//! API server state

use std::sync::Arc;

use crate::store::DeadlineStore;

/// API server state
#[derive(Clone)]
pub struct AppState {
    /// Record source shared across handlers
    pub store: Arc<dyn DeadlineStore>,
}

impl AppState {
    pub fn new(store: Arc<dyn DeadlineStore>) -> Self {
        Self { store }
    }
}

→ **What the task requires**
Task for the records above: copy every line in which the word "store" occurs.

→ **Task response**
use crate::store::DeadlineStore;
    pub store: Arc<dyn DeadlineStore>,
    pub fn new(store: Arc<dyn DeadlineStore>) -> Self {
        Self { store }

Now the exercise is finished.